Can you please define "PUBLIC". Because your argument is circular. You are in PUBLIC whenever you are not in private. And (by your definition) the right to privacy seems to only exist when you are in private. But if you are in private then you are alone and the right to privacy is irrelevant because when you are alone you *already have privacy* regardless of whether it is a right or not a right. So it seems to me that your position is that the right to privacy actually does not exist. It is waived whenever anyone can view or monitor us.

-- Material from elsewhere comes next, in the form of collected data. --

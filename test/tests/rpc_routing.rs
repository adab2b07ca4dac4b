use dawn_engine::net::CNetData;
use dawn_shared::{
    math::Vec3, ClientId, EntityId, EntityType, NetRole, RpcDirection, RpcError,
};
use dawn_test::{
    CShipControls, RecordingHooks, TestNetwork, FIRE_AT, NOTIFY_HIT, SET_LINEAR_VELOCITY, SHIP,
    TOGGLE_WEAPON,
};

fn init_logging() {
    env_logger::builder()
        .filter_level(log::LevelFilter::Debug)
        .is_test(true)
        .try_init()
        .ok();
}

fn ship_owned_by(network: &TestNetwork, client: ClientId) -> Option<EntityId> {
    network.server.scene().iter().find_map(|entity| {
        let net_data = entity.component::<CNetData>()?;
        (entity.entity_type() == SHIP && net_data.owner() == Some(client)).then(|| entity.id())
    })
}

/// Two connected clients, each with a ship every client has acknowledged
fn network_with_ships() -> (TestNetwork, [ClientId; 2], [EntityId; 2]) {
    let mut network = TestNetwork::new(4, RecordingHooks::spawning_ships());
    network.add_client();
    network.add_client();
    assert!(network.connect_all());
    let clients = [
        network.client_net(0).local_client().unwrap(),
        network.client_net(1).local_client().unwrap(),
    ];
    assert!(network.step_until(120, |network| {
        clients.iter().all(|owner| {
            ship_owned_by(network, *owner).is_some_and(|ship| {
                clients
                    .iter()
                    .all(|client| network.server_net().is_spawned_for(*client, ship))
            })
        })
    }));
    let ships = [
        ship_owned_by(&network, clients[0]).unwrap(),
        ship_owned_by(&network, clients[1]).unwrap(),
    ];
    (network, clients, ships)
}

fn server_controls(network: &TestNetwork, ship: EntityId) -> CShipControls {
    network
        .server
        .scene()
        .component::<CShipControls>(ship)
        .unwrap()
        .clone()
}

#[test]
fn owner_sends_server_rpc() {
    init_logging();
    let (mut network, _, ships) = network_with_ships();

    let (scene, net) = network.clients[0].scene_and_net();
    net.unwrap()
        .call_rpc(scene, ships[0], &TOGGLE_WEAPON, &true)
        .unwrap();
    let (scene, net) = network.clients[0].scene_and_net();
    net.unwrap()
        .call_rpc(scene, ships[0], &SET_LINEAR_VELOCITY, &Vec3::new(0.0, 0.0, 100.0))
        .unwrap();

    assert!(network.step_until(30, |network| {
        let controls = server_controls(network, ships[0]);
        controls.firing_weapon && controls.target_linear_velocity == Vec3::new(0.0, 0.0, 100.0)
    }));
    // and the change comes back to every client through replication
    assert!(network.step_until(30, |network| {
        (0..2).all(|index| {
            network.clients[index]
                .scene()
                .component::<CShipControls>(ships[0])
                .is_some_and(|controls| controls.firing_weapon)
        })
    }));
}

#[test]
fn proxies_cannot_call_rpcs_they_dont_own() {
    init_logging();
    let (mut network, _, ships) = network_with_ships();

    let (scene, net) = network.clients[0].scene_and_net();
    let net = net.unwrap();
    assert_eq!(
        net.call_rpc(scene, ships[1], &SET_LINEAR_VELOCITY, &Vec3::UNIT_Z),
        Err(RpcError::NotPermitted {
            name: "set_linear_velocity",
            direction: RpcDirection::Server,
            role: Some(NetRole::SimulatedProxy),
        })
    );
    assert_eq!(
        net.call_rpc(scene, ships[0], &NOTIFY_HIT, &1),
        Err(RpcError::NotPermitted {
            name: "notify_hit",
            direction: RpcDirection::Client,
            role: Some(NetRole::AuthoritativeProxy),
        })
    );
    assert_eq!(
        net.call_rpc(scene, ships[0], &FIRE_AT, &Vec3::ZERO),
        Err(RpcError::UnknownRpc {
            component: "CShipControls",
            name: "fire_at",
        })
    );
    let missing = EntityId::from_raw(9999);
    assert_eq!(
        net.call_rpc(scene, missing, &TOGGLE_WEAPON, &true),
        Err(RpcError::UnknownEntity { entity: missing })
    );
}

#[test]
fn server_rpc_on_authority_runs_immediately() {
    init_logging();
    let (mut network, _, ships) = network_with_ships();

    let (scene, net) = network.server.scene_and_net();
    net.unwrap()
        .call_rpc(scene, ships[1], &TOGGLE_WEAPON, &true)
        .unwrap();
    assert!(server_controls(&network, ships[1]).firing_weapon);
}

#[test]
fn client_rpc_reaches_every_client() {
    init_logging();
    let (mut network, _, ships) = network_with_ships();

    let (scene, net) = network.server.scene_and_net();
    net.unwrap().call_rpc(scene, ships[0], &NOTIFY_HIT, &3).unwrap();
    assert!(network.step_until(30, |network| {
        (0..2).all(|index| {
            network.clients[index]
                .scene()
                .component::<CShipControls>(ships[0])
                .is_some_and(|controls| controls.hits_taken == 3)
        })
    }));
    assert_eq!(server_controls(&network, ships[0]).hits_taken, 0);
}

#[test]
fn entities_without_net_data_run_rpcs_locally() {
    init_logging();
    let (mut network, _, _) = network_with_ships();

    let (scene, net) = network.clients[0].scene_and_net();
    let local = scene.create_entity(EntityType::from_name("Drone"));
    scene
        .insert_component(local, CShipControls::default())
        .unwrap();
    net.unwrap()
        .call_rpc(scene, local, &TOGGLE_WEAPON, &true)
        .unwrap();
    assert!(
        scene
            .component::<CShipControls>(local)
            .unwrap()
            .firing_weapon
    );
}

Sure you still have a right to keep things like your medical records, things at home, etc private.
Why do you relinquish the right to privacy in regards to your identity but preserve your right to privacy in regards to medical records?
Is that simply because your medical records are inconvenient to access? What if you are carrying your medical records with you?
Why would you have a right to privacy in regards to "things at home" but not "things on your person".
What if you do not "own" your home.
All the RFID tag should have is an encrypted student number which fed back to a server [which holds the AES key for instance] can then decrypt and compare.
Anyone who reads the RFID tag otherwise won't get your student number or name.
If I can track your whereabouts constantly. I hardly need your name to cause you serious harm.
The phrase "We know where you are and we know where you live" sounds so threatening because it *is* threatening. Whenever I collect information about you without your consent I am gaining power over you. And you (and I) have a right not to be subjected to that form of oppression without consent.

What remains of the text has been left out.